Par ailleurs, Moscou a annoncé hier entamer des manœuvres navales impliquant des dizaines de navires de guerre en Baltique, mer essentiellement bordée par les pays de l’Otan que Moscou considère comme une menace existentielle.
En outre, des attaques de drones russes ont provoqué à l’aube d’importants dégâts sur les sites portuaires ukrainiens du Danube, des infrastructures devenues cruciales pour les exportations de céréales.

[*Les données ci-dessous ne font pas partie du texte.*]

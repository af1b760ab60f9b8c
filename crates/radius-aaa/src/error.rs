//! Authentication failure taxonomy

use crate::repository::RepositoryError;
use crate::state::StateError;
use serde::{Deserialize, Serialize};
use std::fmt;
use thiserror::Error;

/// Machine-readable reason attached to every Access-Reject
#[derive(Debug, Clone, Copy, PartialEq, Eq, Hash, Serialize, Deserialize)]
#[serde(rename_all = "kebab-case")]
pub enum RejectReason {
    InvalidRequest,
    UnauthorizedDevice,
    UserNotFound,
    UserDisabled,
    UserExpired,
    RateLimited,
    ConcurrencyLimit,
    MacMismatch,
    VlanMismatch,
    PasswordMismatch,
    UnsupportedEapType,
    StateNotFound,
    InternalError,
}

impl RejectReason {
    pub const ALL: [RejectReason; 13] = [
        RejectReason::InvalidRequest,
        RejectReason::UnauthorizedDevice,
        RejectReason::UserNotFound,
        RejectReason::UserDisabled,
        RejectReason::UserExpired,
        RejectReason::RateLimited,
        RejectReason::ConcurrencyLimit,
        RejectReason::MacMismatch,
        RejectReason::VlanMismatch,
        RejectReason::PasswordMismatch,
        RejectReason::UnsupportedEapType,
        RejectReason::StateNotFound,
        RejectReason::InternalError,
    ];

    pub fn code(self) -> &'static str {
        match self {
            RejectReason::InvalidRequest => "invalid-request",
            RejectReason::UnauthorizedDevice => "unauthorized-device",
            RejectReason::UserNotFound => "user-not-found",
            RejectReason::UserDisabled => "user-disabled",
            RejectReason::UserExpired => "user-expired",
            RejectReason::RateLimited => "rate-limited",
            RejectReason::ConcurrencyLimit => "concurrency-limit",
            RejectReason::MacMismatch => "mac-mismatch",
            RejectReason::VlanMismatch => "vlan-mismatch",
            RejectReason::PasswordMismatch => "password-mismatch",
            RejectReason::UnsupportedEapType => "unsupported-eap-type",
            RejectReason::StateNotFound => "state-not-found",
            RejectReason::InternalError => "internal-error",
        }
    }

    pub fn index(self) -> usize {
        self as usize
    }
}

impl fmt::Display for RejectReason {
    fn fmt(&self, f: &mut fmt::Formatter<'_>) -> fmt::Result {
        f.write_str(self.code())
    }
}

/// Why an Access-Request is being rejected. `message` goes into the
/// Reply-Message.
#[derive(Error, Debug, Clone, PartialEq, Eq)]
#[error("{reason}: {message}")]
pub struct AuthError {
    pub reason: RejectReason,
    pub message: String,
}

impl AuthError {
    pub fn new(reason: RejectReason, message: impl Into<String>) -> Self {
        AuthError {
            reason,
            message: message.into(),
        }
    }

    pub fn internal(message: impl Into<String>) -> Self {
        Self::new(RejectReason::InternalError, message)
    }
}

impl From<RepositoryError> for AuthError {
    fn from(e: RepositoryError) -> Self {
        AuthError::internal(e.to_string())
    }
}

impl From<StateError> for AuthError {
    fn from(e: StateError) -> Self {
        match e {
            StateError::NotFound(_) => {
                AuthError::new(RejectReason::StateNotFound, "EAP state not found")
            }
            other => AuthError::internal(other.to_string()),
        }
    }
}

#[cfg(test)]
mod tests {
    use super::*;

    #[test]
    fn test_codes_match_serde_names() {
        for reason in RejectReason::ALL {
            let json = serde_json::to_string(&reason).unwrap();
            assert_eq!(json, format!("\"{}\"", reason.code()));
        }
    }

    #[test]
    fn test_index_matches_position() {
        for (i, reason) in RejectReason::ALL.iter().enumerate() {
            assert_eq!(reason.index(), i);
        }
    }

    #[test]
    fn test_state_error_conversion() {
        let err: AuthError = StateError::NotFound("tok".into()).into();
        assert_eq!(err.reason, RejectReason::StateNotFound);

        let err: AuthError = StateError::BackendError("down".into()).into();
        assert_eq!(err.reason, RejectReason::InternalError);
    }
}
//! EAP-MD5-Challenge (RFC 3748 Section 5.4)

use super::{
    EapChallenge, EapContext, EapMethodHandler, EapVerification, malformed, random_challenge,
};
use crate::error::{AuthError, RejectReason};
use crate::state::EapState;
use async_trait::async_trait;
use radius_proto::eap::{EapType, eap_md5};

#[derive(Debug, Clone, Default)]
pub struct Md5Handler {
    server_name: String,
}

impl Md5Handler {
    pub const NAME: &'static str = "eap-md5";

    pub fn new(server_name: impl Into<String>) -> Self {
        Md5Handler {
            server_name: server_name.into(),
        }
    }
}

#[async_trait]
impl EapMethodHandler for Md5Handler {
    fn name(&self) -> &'static str {
        Self::NAME
    }

    fn eap_type(&self) -> EapType {
        EapType::Md5Challenge
    }

    async fn handle_identity(&self, ctx: &EapContext<'_>) -> Result<EapChallenge, AuthError> {
        let challenge = random_challenge();
        let packet =
            eap_md5::create_challenge(ctx.next_identifier(), &challenge, &self.server_name);

        let mut state = EapState::new(ctx.username, Self::NAME);
        state.challenge = challenge.to_vec();
        Ok(EapChallenge { packet, state })
    }

    async fn handle_response(
        &self,
        ctx: &EapContext<'_>,
        state: &EapState,
    ) -> Result<EapVerification, AuthError> {
        let user = ctx.require_user()?;
        let received = eap_md5::parse_response(ctx.eap).map_err(malformed)?;
        let expected =
            eap_md5::compute_response_hash(ctx.eap.identifier, &user.password, &state.challenge);

        if received != expected {
            return Err(AuthError::new(
                RejectReason::PasswordMismatch,
                "EAP-MD5 response mismatch",
            ));
        }
        Ok(EapVerification::default())
    }
}

#[cfg(test)]
mod tests {
    use super::*;
    use crate::models::RadiusUser;
    use radius_proto::eap::EapPacket;
    use radius_proto::{Code, Packet};

    fn alice() -> RadiusUser {
        RadiusUser {
            username: "alice".to_string(),
            password: "secret1".to_string(),
            ..Default::default()
        }
    }

    async fn issue(handler: &Md5Handler, request: &Packet) -> EapChallenge {
        let identity = EapPacket::identity_response(1, "alice");
        let ctx = EapContext::new(request, &identity, "alice", b"nastest");
        handler.handle_identity(&ctx).await.unwrap()
    }

    #[tokio::test]
    async fn test_challenge_layout() {
        let handler = Md5Handler::default();
        let request = Packet::new(Code::AccessRequest, 1, [0u8; 16]);
        let challenge = issue(&handler, &request).await;

        assert_eq!(challenge.packet.identifier, 2);
        assert_eq!(challenge.packet.method(), Some(EapType::Md5Challenge));
        assert_eq!(challenge.packet.data[0], 16);
        assert_eq!(challenge.state.challenge.len(), 16);
        assert_eq!(&challenge.packet.data[1..17], challenge.state.challenge.as_slice());
        assert_eq!(challenge.state.method, "eap-md5");
    }

    #[tokio::test]
    async fn test_round_trip_and_bit_flips() {
        let handler = Md5Handler::default();
        let request = Packet::new(Code::AccessRequest, 1, [0u8; 16]);
        let challenge = issue(&handler, &request).await;
        let user = alice();

        let id = challenge.packet.identifier;
        let hash = eap_md5::compute_response_hash(id, "secret1", &challenge.state.challenge);
        let response = eap_md5::create_response(id, &hash, "alice");
        let ctx = EapContext::new(&request, &response, "alice", b"nastest").with_user(&user);
        assert!(handler.handle_response(&ctx, &challenge.state).await.is_ok());

        for byte in 0..16 {
            for bit in 0..8 {
                let mut flipped = hash;
                flipped[byte] ^= 1 << bit;
                let response = eap_md5::create_response(id, &flipped, "alice");
                let ctx = EapContext::new(&request, &response, "alice", b"nastest").with_user(&user);
                let err = handler
                    .handle_response(&ctx, &challenge.state)
                    .await
                    .unwrap_err();
                assert_eq!(err.reason, RejectReason::PasswordMismatch);
            }
        }
    }

    #[tokio::test]
    async fn test_wrong_password() {
        let handler = Md5Handler::default();
        let request = Packet::new(Code::AccessRequest, 1, [0u8; 16]);
        let challenge = issue(&handler, &request).await;
        let user = alice();

        let id = challenge.packet.identifier;
        let hash = eap_md5::compute_response_hash(id, "secret2", &challenge.state.challenge);
        let response = eap_md5::create_response(id, &hash, "alice");
        let ctx = EapContext::new(&request, &response, "alice", b"nastest").with_user(&user);
        assert!(handler.handle_response(&ctx, &challenge.state).await.is_err());
    }

    #[tokio::test]
    async fn test_truncated_response_is_invalid() {
        let handler = Md5Handler::default();
        let request = Packet::new(Code::AccessRequest, 1, [0u8; 16]);
        let state = EapState::new("alice", "eap-md5");
        let user = alice();

        let response = EapPacket::new(
            radius_proto::EapCode::Response,
            2,
            Some(EapType::Md5Challenge),
            vec![16, 1, 2, 3],
        );
        let ctx = EapContext::new(&request, &response, "alice", b"nastest").with_user(&user);
        let err = handler.handle_response(&ctx, &state).await.unwrap_err();
        assert_eq!(err.reason, RejectReason::InvalidRequest);
    }
}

Deux ports fluviaux ukrainiens frontaliers de la Roumanie, Reni et Izmaïl, dans la région d’Odessa, sont devenus la principale voie de sortie des produits agricoles ukrainiens depuis que Moscou a mis fin à cet accord qui permettait à Kiev d’exporter ses céréales en dépit de la guerre. Ceux-ci sont donc devenus une cible pour Moscou et dans la nuit de mardi à mercredi, c’est Izmaïl qui a été frappé, selon l’armée qui a diffusé des images d’installations encore fumantes au petit matin.
Le 24 juillet, Reni avait déjà subi les bombardements russes. Le procureur général d’Ukraine a indiqué dans un communiqué que «les installations portuaires et l’infrastructure industrielle sur le Danube ont été touchées», endommageant notamment un élévateur, des hangars de céréales, des bâtiments administratifs et des entrepôts.

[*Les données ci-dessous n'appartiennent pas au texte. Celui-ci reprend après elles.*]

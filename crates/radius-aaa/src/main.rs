use clap::Parser;
use radius_aaa::{Config, RadiusServer};
use std::path::Path;
use std::process;
use std::sync::Arc;
use tracing::{error, info, warn};
use tracing_subscriber::{EnvFilter, layer::SubscriberExt, util::SubscriberInitExt};

/// RADIUS/EAP authentication and accounting server
#[derive(Parser, Debug)]
#[command(author, version, about, long_about = None)]
#[command(name = "radius-aaa")]
struct Cli {
    /// Path to configuration file
    #[arg(value_name = "CONFIG", default_value = "config.json")]
    config_path: String,

    /// Validate configuration and exit
    #[arg(long)]
    validate: bool,
}

fn init_tracing(level: &str) {
    tracing_subscriber::registry()
        .with(EnvFilter::try_from_default_env().unwrap_or_else(|_| EnvFilter::new(level)))
        .with(tracing_subscriber::fmt::layer())
        .init();
}

fn print_summary(config: &Config) {
    println!("Configuration is valid");
    println!("  Auth:       {}:{}", config.listen_address, config.auth_port);
    println!("  Accounting: {}:{}", config.listen_address, config.acct_port);
    println!("  EAP method: {}", config.eap_method);
    match &config.database_url {
        Some(_) => println!("  Repository: postgres"),
        None => println!("  Repository: {} NAS, {} users", config.nas.len(), config.users.len()),
    }
    if let Some(path) = &config.audit_log_path {
        println!("  Audit log:  {}", path);
    }
}

#[tokio::main]
async fn main() {
    let cli = Cli::parse();

    if !cli.validate && !Path::new(&cli.config_path).exists() {
        init_tracing("info");
        warn!(path = %cli.config_path, "Configuration file not found");
        if let Err(e) = Config::example().to_file(&cli.config_path) {
            error!(error = %e, "Could not write example configuration");
            process::exit(1);
        }
        info!(path = %cli.config_path, "Wrote example configuration; edit it and restart");
        return;
    }

    let config = match Config::from_file(&cli.config_path) {
        Ok(config) => config,
        Err(e) => {
            eprintln!("Invalid configuration {}: {}", cli.config_path, e);
            process::exit(1);
        }
    };

    if cli.validate {
        print_summary(&config);
        return;
    }

    init_tracing(config.log_level.as_deref().unwrap_or("info"));
    info!(
        version = env!("CARGO_PKG_VERSION"),
        config = %cli.config_path,
        "Starting radius-aaa"
    );

    let server = match RadiusServer::from_config(&config).await {
        Ok(server) => Arc::new(server),
        Err(e) => {
            error!(error = %e, "Failed to start server");
            process::exit(1);
        }
    };

    tokio::select! {
        result = server.run() => {
            if let Err(e) = result {
                error!(error = %e, "Server error");
                process::exit(1);
            }
        }
        _ = tokio::signal::ctrl_c() => {
            info!("Shutting down");
        }
    }
}
//! EAP One-Time Password
//!
//! The peer is shown a prompt and answers with the code in clear. Checking
//! the code is delegated to an [`OtpVerifier`].

use super::{EapChallenge, EapContext, EapMethodHandler, EapVerification, malformed};
use crate::error::{AuthError, RejectReason};
use crate::models::RadiusUser;
use crate::state::EapState;
use async_trait::async_trait;
use hmac::{Hmac, Mac};
use radius_proto::eap::{EapType, eap_otp};
use sha1::Sha1;
use std::sync::Arc;

type HmacSha1 = Hmac<Sha1>;

/// Checks a one-time code for a subscriber
pub trait OtpVerifier: Send + Sync {
    fn verify(&self, user: &RadiusUser, code: &str) -> bool;
}

/// RFC 6238 TOTP over the subscriber's `otp_secret`, HMAC-SHA1
#[derive(Debug, Clone)]
pub struct TotpVerifier {
    pub step_secs: u64,
    pub digits: u32,
    /// Steps accepted either side of the current one
    pub skew: u64,
}

impl Default for TotpVerifier {
    fn default() -> Self {
        TotpVerifier {
            step_secs: 30,
            digits: 6,
            skew: 1,
        }
    }
}

/// RFC 4226 HOTP value for `counter`
pub fn hotp(secret: &[u8], counter: u64, digits: u32) -> Option<String> {
    let mut mac = HmacSha1::new_from_slice(secret).ok()?;
    mac.update(&counter.to_be_bytes());
    let hash = mac.finalize().into_bytes();

    let offset = (hash[hash.len() - 1] & 0x0f) as usize;
    let binary = (u32::from(hash[offset] & 0x7f) << 24)
        | (u32::from(hash[offset + 1]) << 16)
        | (u32::from(hash[offset + 2]) << 8)
        | u32::from(hash[offset + 3]);

    let modulus = 10u64.pow(digits);
    Some(format!(
        "{:0width$}",
        u64::from(binary) % modulus,
        width = digits as usize
    ))
}

impl TotpVerifier {
    /// Verify `code` as of `unix_time`
    pub fn verify_at(&self, secret: &[u8], code: &str, unix_time: u64) -> bool {
        if secret.is_empty() || code.len() != self.digits as usize || self.step_secs == 0 {
            return false;
        }
        let current = unix_time / self.step_secs;
        let first = current.saturating_sub(self.skew);
        let last = current.saturating_add(self.skew);

        (first..=last).any(|counter| {
            hotp(secret, counter, self.digits)
                .is_some_and(|expected| constant_time_eq(expected.as_bytes(), code.as_bytes()))
        })
    }
}

fn constant_time_eq(a: &[u8], b: &[u8]) -> bool {
    a.len() == b.len() && a.iter().zip(b).fold(0u8, |acc, (x, y)| acc | (x ^ y)) == 0
}

impl OtpVerifier for TotpVerifier {
    fn verify(&self, user: &RadiusUser, code: &str) -> bool {
        let now = u64::try_from(chrono::Utc::now().timestamp()).unwrap_or(0);
        self.verify_at(user.otp_secret.as_bytes(), code, now)
    }
}

/// Accepts one fixed code for everybody. For tests and lab setups.
#[derive(Debug, Clone)]
pub struct StaticOtpVerifier {
    code: String,
}

impl StaticOtpVerifier {
    pub fn new(code: impl Into<String>) -> Self {
        StaticOtpVerifier { code: code.into() }
    }
}

impl OtpVerifier for StaticOtpVerifier {
    fn verify(&self, _user: &RadiusUser, code: &str) -> bool {
        constant_time_eq(self.code.as_bytes(), code.as_bytes())
    }
}

pub struct OtpHandler {
    verifier: Arc<dyn OtpVerifier>,
    prompt: String,
}

impl OtpHandler {
    pub const NAME: &'static str = "eap-otp";

    pub fn new(verifier: Arc<dyn OtpVerifier>) -> Self {
        OtpHandler {
            verifier,
            prompt: eap_otp::DEFAULT_PROMPT.to_string(),
        }
    }
}

#[async_trait]
impl EapMethodHandler for OtpHandler {
    fn name(&self) -> &'static str {
        Self::NAME
    }

    fn eap_type(&self) -> EapType {
        EapType::OneTimePassword
    }

    async fn handle_identity(&self, ctx: &EapContext<'_>) -> Result<EapChallenge, AuthError> {
        let packet = eap_otp::create_challenge(ctx.next_identifier(), &self.prompt);
        let mut state = EapState::new(ctx.username, Self::NAME);
        state.challenge = self.prompt.as_bytes().to_vec();
        Ok(EapChallenge { packet, state })
    }

    async fn handle_response(
        &self,
        ctx: &EapContext<'_>,
        _state: &EapState,
    ) -> Result<EapVerification, AuthError> {
        let user = ctx.require_user()?;
        let code = eap_otp::parse_response(ctx.eap).map_err(malformed)?;

        if !self.verifier.verify(user, &code) {
            return Err(AuthError::new(
                RejectReason::PasswordMismatch,
                "invalid one-time password",
            ));
        }
        Ok(EapVerification::default())
    }
}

Aucune victime n’est cependant à déplorer, selon le gouverneur de la région, Oleg Kiper. Les «attaques continues de la Russie contre l’infrastructure civile ukrainienne sur le Danube, à proximité de la Roumanie, sont inacceptables», a réagi un peu plus tard le président roumain Klaus Iohannis sur Twitter, récemment rebaptisé «X», dénonçant des «crimes de guerre». Avant d’attaquer les ports du Danube, les forces russes ont frappé, ces dernières semaines, les ports ukrainiens de la mer Noire, particulièrement Odessa, d’où étaient auparavant exportées les céréales ukrainiennes.
Couloir maritime sécurisé
Signé il y a un an sous l’égide des Nations unies et de la Turquie, l’accord permettant l’exportation sécurisée des céréales ukrainiennes en mer Noire, «l’initiative céréalière de la mer Noire», a pris fin le 17 juillet du fait du retrait de la Russie, qui a prévenu qu’elle ne garantirait plus la sécurité des navires dans la zone.
L’accord garantit un couloir maritime sécurisé pour que les navires chargés de céréales puissent traverser la mer Noire. Ce corridor est surveillé en continu par le «centre de coordination conjoint» de l’accord, situé à Istanbul, en Turquie. Il effectue également l’inspection des navires, à l’aller pour s’assurer qu’ils sont bien vides lorsqu’ils entrent dans le couloir maritime en direction des ports, et au retour une fois chargés. Renouvelé une première fois en novembre et pour 120 jours, l’accord a une nouvelle fois été prolongé aux mois de mars et mai, cette fois pour 60 jours seulement.
A l’origine de ce délai raccourci, la réserve de la Russie, qui estime que ses propres exportations subissent les conséquences des sanctions occidentales. En un an, sont exportées plus de 33 millions de tonnes de céréales. La Chine, l’Espagne, la Turquie et l’Italie sont les quatre pays qui ont reçu le plus de ces denrées à travers ce couloir.
Un peu moins de 6% des exportations totales ont bénéficié aux pays les moins développés. Selon ses termes, l’accord doit être «automatiquement prolongé» pour 120 jours «sauf si une des parties notifie à l’autre son intention d’y mettre fin ou de la modifier».
Le Kremlin assure que l’objectif affiché de l’accord (permettre la livraison de céréales aux pays pauvres) n’est pas réalisé, et que celui-ci profite davantage à l’Union européenne (UE). Il dénonce aussi des entraves à ses propres livraisons de produits agricoles et d’engrais et demande leur levée.
Le président V. Poutine a dénoncé à maintes reprises les obstacles à l’exportation des produits alimentaires et engrais russes, qui devait accompagner celle des produits ukrainiens. «Dès que la partie des accords concernant la Russie sera satisfaite, la Russie reviendra immédiatement à l’accord sur les céréales», a déclaré le 17 juillet le porte-parole du Kremlin, Dmitri Peskov.